(Problem statement): Can you quote the lines below exactly, starting at the line with "logging setup helpers" and going through the last one?
── Records to use ──
/* This file is part of Gegofi (https://gego.fi)
 *
 * Copyright (C) 2021-2026 Gegofi foundation
 *
 * This program is free software: you can redistribute it and/or modify
 * it under the terms of the GNU Affero General Public License as
 * published by the Free Software Foundation, either version 3 of the
 * License, or (at your option) any later version.
 *
 * This program is distributed in the hope that it will be useful,
 * but WITHOUT ANY WARRANTY; without even the implied warranty of
 * MERCHANTABILITY or FITNESS FOR A PARTICULAR PURPOSE.  See the
 * GNU Affero General Public License for more details.
 *
 * You should have received a copy of the GNU Affero General Public License
 * along with this program.  If not, see <https://www.gnu.org/licenses/>.
 */

/// CLI logging setup helpers
pub mod cli;

/// Filesystem helpers
pub mod file;

/// Explicit identifier-set for multi-select state
pub mod id_set;

/// Decimal amount encoding
pub mod parse;

/// Path utilities
pub mod path;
───
(Response area):
/// CLI logging setup helpers
pub mod cli;

/// Filesystem helpers
pub mod file;

/// Explicit identifier-set for multi-select state
pub mod id_set;

/// Decimal amount encoding
pub mod parse;

/// Path utilities
pub mod path;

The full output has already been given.